Ion1: We wanted film people to lighten up, you know what I mean? It was an injection of relief into something that was extremely self-serious.

AP: And a way of putting something, anything, into the world.

Ion2: The general dynamic we’ve been working through with Ion Pack since the beginning has been making something and releasing it as soon as possible.

AP: Which is the opposite of working on a movie that never gets finished.

Ion1: You get blue balls working on your own. Toiling away over your bullshit that you have all this stock in. You want people to receive it and you’re trying so hard to get there. You’re trying to get it well-received. So it felt really nice releasing something.

Ion2: Ironically, we’ve just continued to procrastinate and not drop our own stuff.

AP: Why did you choose Bach as your avatar?

Ion1: It was the last thing that I had saved on my camera roll when we made the account.

Ion2: But the truth is it’s because he’s the goat.

Ion1: Bach is goated. He never missed.

Ion2: Bach appeared in the circle and that’s what it is. Beyond that, the image is metaphysically perfect. That expression… And you know what that face is saying to me?

Ion1: What?

Ion2: Make music instead.

[laughing all around]

AP: The biggest precedent for Ion Pack seems to be Hipster Runoff.

Ion2: Totally. HRO was about people’s place in culture. And it was also roasting everything.

Ion1: It made culture feel like a fun bombastic thing we wanted to take part in.

AP: Carles seemed to invent a kind of joke that hadn’t existed before. Internet anti-humor.

Ion1: The joke might not even be that funny, but the fact that you keep saying it and keep saying different iterations of it makes it funny. That’s the joke actually. The thing about repeating a joke a million times is that if you follow along, you’re being welcomed into the fold. You’re a part of it. You’re not just an audience member. you’re actually interacting on a social media website.

AP: Which has been taken now to a totally different level with Ioncellectuals, group chat anonymity.

Ion2: Exactly. You don’t know where anything’s coming from. It just feels like such chaos.

Ion1: There’s absolutely no grand design.

Ion2: It’s a stream of consciousness that is very cinematic in 2021. It feels more engaging than most movies.

Ion1: Ioncellectuals shitposting… it’s the modern iteration of Jack Kerouac Free Association Writing. It’s a new way to engage in expression. A new art form for sure.

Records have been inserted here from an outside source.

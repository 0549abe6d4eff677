//! Shared fixtures for route tests

use std::sync::Arc;
use std::time::Duration;

use async_trait::async_trait;
use auth_api::build_router;
use auth_api::config::{CacheBackend, Config};
use auth_api::state::{AppState, CacheHealth};
use axum::body::{to_bytes, Body};
use axum::http::{header, Request, StatusCode};
use axum::response::Response;
use axum::Router;
use latch_auth_core::{
    AuthConfig, AuthError, EmailSender, IdentityProvider, IssuedOtp, OtpOptions, ProviderSession,
    ResendConfig, SessionService,
};
use latch_cache::MemoryStore;
use latch_types::{AuthUser, EmailAddress, UserId};
use serde_json::{json, Value};
use tower::ServiceExt;

pub const SECRET: &str = "route-test-secret-with-at-least-32-chars";
pub const CODE: &str = "482913";

/// Provider that issues a fixed code and numbered token pairs
struct FixedProvider {
    user: AuthUser,
}

fn provider_session(n: u32, user: &AuthUser) -> ProviderSession {
    ProviderSession {
        access_token: format!("access-{}", n),
        refresh_token: format!("refresh-{}", n),
        expires_in: 3600,
        token_type: Some("bearer".to_string()),
        user: Some(user.clone()),
    }
}

#[async_trait]
impl IdentityProvider for FixedProvider {
    async fn generate_otp(
        &self,
        email: &EmailAddress,
        _options: &OtpOptions,
    ) -> Result<IssuedOtp, AuthError> {
        if email.domain() == "blocked.test" {
            return Err(AuthError::ProviderRejected(
                "Signups not allowed for otp".to_string(),
            ));
        }
        Ok(IssuedOtp {
            code: CODE.to_string(),
            user_id: Some(self.user.id),
        })
    }

    async fn verify_otp(
        &self,
        _email: &EmailAddress,
        code: &str,
    ) -> Result<ProviderSession, AuthError> {
        if code == CODE {
            Ok(provider_session(1, &self.user))
        } else {
            Err(AuthError::ProviderRejected(
                "Token has expired or is invalid".to_string(),
            ))
        }
    }

    async fn refresh_session(&self, refresh_token: &str) -> Result<ProviderSession, AuthError> {
        if refresh_token == "refresh-1" {
            Ok(provider_session(2, &self.user))
        } else {
            Err(AuthError::ProviderRejected("Invalid Refresh Token".to_string()))
        }
    }

    async fn get_user(&self, access_token: &str) -> Result<AuthUser, AuthError> {
        if access_token.starts_with("access-") {
            Ok(self.user.clone())
        } else {
            Err(AuthError::ProviderRejected("invalid JWT".to_string()))
        }
    }
}

struct NoopSender;

#[async_trait]
impl EmailSender for NoopSender {
    async fn send_otp(&self, _to: &EmailAddress, _code: &str) -> Result<(), AuthError> {
        Ok(())
    }
}

pub fn test_app() -> Router {
    let auth =
        AuthConfig::try_new("http://localhost:54321", "anon-key", "service-role-key", SECRET)
            .unwrap();
    let config = Config {
        http_host: [127, 0, 0, 1].into(),
        http_port: 0,
        production: false,
        auth: auth.clone(),
        resend: ResendConfig::try_new("re_test", "auth@latch.test").unwrap(),
        cache: CacheBackend::Memory,
        request_timeout: Duration::from_secs(5),
    };

    let provider = FixedProvider {
        user: AuthUser::new(UserId::new(), "user@example.com"),
    };
    let sessions = SessionService::new(
        &auth,
        Arc::new(provider),
        Arc::new(MemoryStore::new()),
        Arc::new(NoopSender),
    )
    .unwrap();

    build_router(AppState::new(sessions, CacheHealth::Memory, config))
}

pub fn post_json(uri: &str, body: Value) -> Request<Body> {
    Request::post(uri)
        .header(header::CONTENT_TYPE, "application/json")
        .body(Body::from(body.to_string()))
        .unwrap()
}

pub async fn json_body(response: Response) -> Value {
    let bytes = to_bytes(response.into_body(), usize::MAX).await.unwrap();
    serde_json::from_slice(&bytes).unwrap()
}

pub fn set_cookies(response: &Response) -> Vec<String> {
    response
        .headers()
        .get_all(header::SET_COOKIE)
        .iter()
        .map(|v| v.to_str().unwrap().to_string())
        .collect()
}

pub async fn sign_in(app: &Router) -> Response {
    let response = app
        .clone()
        .oneshot(post_json("/auth/otp/request", json!({ "email": "user@example.com" })))
        .await
        .unwrap();
    assert_eq!(response.status(), StatusCode::NO_CONTENT);

    app.clone()
        .oneshot(post_json(
            "/auth/otp/verify",
            json!({ "email": "user@example.com", "code": CODE }),
        ))
        .await
        .unwrap()
}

Ion2: And to be fair—we are sauced out as fuck on Instagram. Bubbled out, lost in the sauce.

AP: What are some of the pros and cons of operating anonymously?

Ion2: To me, it’s all pluses. But the main release I think is just freedom on the internet. The cage of the internet is the way you translate your identity. I’ve always just been attracted to people who saw their identity as a concept for putting things out into the world. I find it more intimate, interesting and engaging somehow. It’s also kept us out of trouble.

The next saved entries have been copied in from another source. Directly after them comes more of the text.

//! In-memory collaborators for session service tests

use std::sync::atomic::{AtomicBool, AtomicU64, AtomicUsize, Ordering};
use std::sync::{Arc, Mutex};
use std::time::Duration;

use async_trait::async_trait;
use dashmap::{DashMap, DashSet};
use latch_auth_core::{
    AuthError, EmailSender, IdentityProvider, IssuedOtp, OtpOptions, ProviderSession,
};
use latch_cache::{CacheError, CacheResult, CompareAndDelete, KeyValueStore};
use latch_types::{AuthUser, EmailAddress, UserId};

/// Identity provider stub.
///
/// Accepts any code it ever issued for an address, never consuming it, so
/// tests exercise the cache as the single-use gate. Refresh tokens rotate.
#[derive(Default, Clone)]
pub struct StubProvider {
    counter: Arc<AtomicU64>,
    issued: Arc<DashMap<String, Vec<String>>>,
    refresh_tokens: Arc<DashMap<String, String>>,
    access_tokens: Arc<DashMap<String, AuthUser>>,
    users: Arc<DashMap<String, UserId>>,
    reject_generate: Arc<AtomicBool>,
    delay: Arc<Mutex<Option<Duration>>>,
    pub generate_calls: Arc<AtomicUsize>,
    pub verify_calls: Arc<AtomicUsize>,
    seen_options: Arc<DashSet<bool>>,
}

impl StubProvider {
    pub fn new() -> Self {
        Self::default()
    }

    /// Reject every code request as a rate-limited provider would
    pub fn reject_generate(&self) {
        self.reject_generate.store(true, Ordering::SeqCst);
    }

    /// Delay every call, to exercise provider timeouts
    pub fn set_delay(&self, delay: Duration) {
        *self.delay.lock().unwrap() = Some(delay);
    }

    /// Whether any code request carried `should_create_user`
    pub fn saw_should_create_user(&self, value: bool) -> bool {
        self.seen_options.contains(&value)
    }

    async fn maybe_delay(&self) {
        let delay = *self.delay.lock().unwrap();
        if let Some(delay) = delay {
            tokio::time::sleep(delay).await;
        }
    }

    fn user_for(&self, email: &str) -> AuthUser {
        let id = *self.users.entry(email.to_string()).or_default();
        AuthUser::new(id, email)
    }

    fn mint_session(&self, user: AuthUser) -> ProviderSession {
        let n = self.counter.fetch_add(1, Ordering::SeqCst);
        let access_token = format!("access-{}", n);
        let refresh_token = format!("refresh-{}", n);

        self.access_tokens.insert(access_token.clone(), user.clone());
        self.refresh_tokens
            .insert(refresh_token.clone(), user.email.clone());

        ProviderSession {
            access_token,
            refresh_token,
            expires_in: 3600,
            token_type: Some("bearer".to_string()),
            user: Some(user),
        }
    }
}

#[async_trait]
impl IdentityProvider for StubProvider {
    async fn generate_otp(
        &self,
        email: &EmailAddress,
        options: &OtpOptions,
    ) -> Result<IssuedOtp, AuthError> {
        self.maybe_delay().await;
        self.generate_calls.fetch_add(1, Ordering::SeqCst);
        self.seen_options.insert(options.should_create_user);

        if self.reject_generate.load(Ordering::SeqCst) {
            return Err(AuthError::ProviderRejected(
                "For security purposes, you can only request this after 60 seconds".to_string(),
            ));
        }

        let n = self.counter.fetch_add(1, Ordering::SeqCst);
        let code = format!("{:06}", 100_000 + n % 900_000);
        self.issued
            .entry(email.as_str().to_string())
            .or_default()
            .push(code.clone());

        Ok(IssuedOtp {
            code,
            user_id: Some(self.user_for(email.as_str()).id),
        })
    }

    async fn verify_otp(
        &self,
        email: &EmailAddress,
        code: &str,
    ) -> Result<ProviderSession, AuthError> {
        self.maybe_delay().await;
        self.verify_calls.fetch_add(1, Ordering::SeqCst);

        let known = self
            .issued
            .get(email.as_str())
            .is_some_and(|codes| codes.iter().any(|c| c == code));
        if !known {
            return Err(AuthError::ProviderRejected(
                "Token has expired or is invalid".to_string(),
            ));
        }

        Ok(self.mint_session(self.user_for(email.as_str())))
    }

    async fn refresh_session(&self, refresh_token: &str) -> Result<ProviderSession, AuthError> {
        self.maybe_delay().await;
        match self.refresh_tokens.remove(refresh_token) {
            Some((_, email)) => Ok(self.mint_session(self.user_for(&email))),
            None => Err(AuthError::ProviderRejected(
                "Invalid Refresh Token: Refresh Token Not Found".to_string(),
            )),
        }
    }

    async fn get_user(&self, access_token: &str) -> Result<AuthUser, AuthError> {
        self.maybe_delay().await;
        self.access_tokens
            .get(access_token)
            .map(|u| u.value().clone())
            .ok_or_else(|| AuthError::ProviderRejected("invalid JWT".to_string()))
    }
}

/// Email sender that records every message
#[derive(Default, Clone)]
pub struct RecordingEmailSender {
    sent: Arc<Mutex<Vec<(String, String)>>>,
    fail: Arc<AtomicBool>,
}

impl RecordingEmailSender {
    pub fn new() -> Self {
        Self::default()
    }

    pub fn failing() -> Self {
        let sender = Self::default();
        sender.fail.store(true, Ordering::SeqCst);
        sender
    }

    pub fn count(&self) -> usize {
        self.sent.lock().unwrap().len()
    }

    /// Most recent code sent to `email`
    pub fn last_code_for(&self, email: &str) -> Option<String> {
        self.sent
            .lock()
            .unwrap()
            .iter()
            .rev()
            .find(|(to, _)| to == email)
            .map(|(_, code)| code.clone())
    }
}

#[async_trait]
impl EmailSender for RecordingEmailSender {
    async fn send_otp(&self, to: &EmailAddress, code: &str) -> Result<(), AuthError> {
        if self.fail.load(Ordering::SeqCst) {
            return Err(AuthError::DispatchFailure("smtp relay refused".to_string()));
        }
        self.sent
            .lock()
            .unwrap()
            .push((to.as_str().to_string(), code.to_string()));
        Ok(())
    }
}

/// Store whose every operation fails as if the backend were down
#[derive(Default, Clone)]
pub struct FailingStore;

#[async_trait]
impl KeyValueStore for FailingStore {
    async fn set_with_ttl(&self, _: &str, _: &str, _: Duration) -> CacheResult<()> {
        Err(CacheError::Connection("connection refused".to_string()))
    }

    async fn get(&self, _: &str) -> CacheResult<Option<String>> {
        Err(CacheError::Connection("connection refused".to_string()))
    }

    async fn delete(&self, _: &str) -> CacheResult<bool> {
        Err(CacheError::Connection("connection refused".to_string()))
    }

    async fn compare_and_delete(&self, _: &str, _: &str) -> CacheResult<CompareAndDelete> {
        Err(CacheError::Connection("connection refused".to_string()))
    }
}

Ion1: I can be more of myself when I put on the mask. The only reason I’ve been able to be as bold and as outspoken as I have been is because I’m not thinking about my identity.

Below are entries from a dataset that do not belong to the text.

//! HTTP handlers

mod auth;
mod health;

pub use auth::{logout, me, refresh, request_otp, session, verify_otp};
pub use health::{health, ready};
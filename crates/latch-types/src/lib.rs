//! Latch Types - Shared domain types
//!
//! This crate contains domain types used across latch services:
//! - User identity as projected from the identity provider
//! - Token pairs and access-token claims
//! - Normalized email addresses

pub mod email;
pub mod error;
pub mod session;
pub mod user;

pub use email::*;
pub use error::*;
pub use session::*;
pub use user::*;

Ion2: I’m a pretty reserved person. It actually helped me be more of myself in a weird way. Because I’m more engaged in not caring. Nobody cares about anybody but themselves anyways. Caring about what other people think becomes a huge personal spiritual block.

AP: Do you feel like the Ion Pack is having an effect on the standards of what is considered good? Moving the goalposts?

Ion2: I don’t want to be self-aggrandizing but we could maybe be creating a small ripple effect. The value system is changing, which I’ve sensed over the past six to eight months. And that’s very exciting. It’s also just a focus away from traditional film festivals, traditional institutions, because people really don’t care anymore. The values have changed and that’s really cool. It just feels like punk again.

AP: You’re also really stirring the pot in general as far as the media landscape goes.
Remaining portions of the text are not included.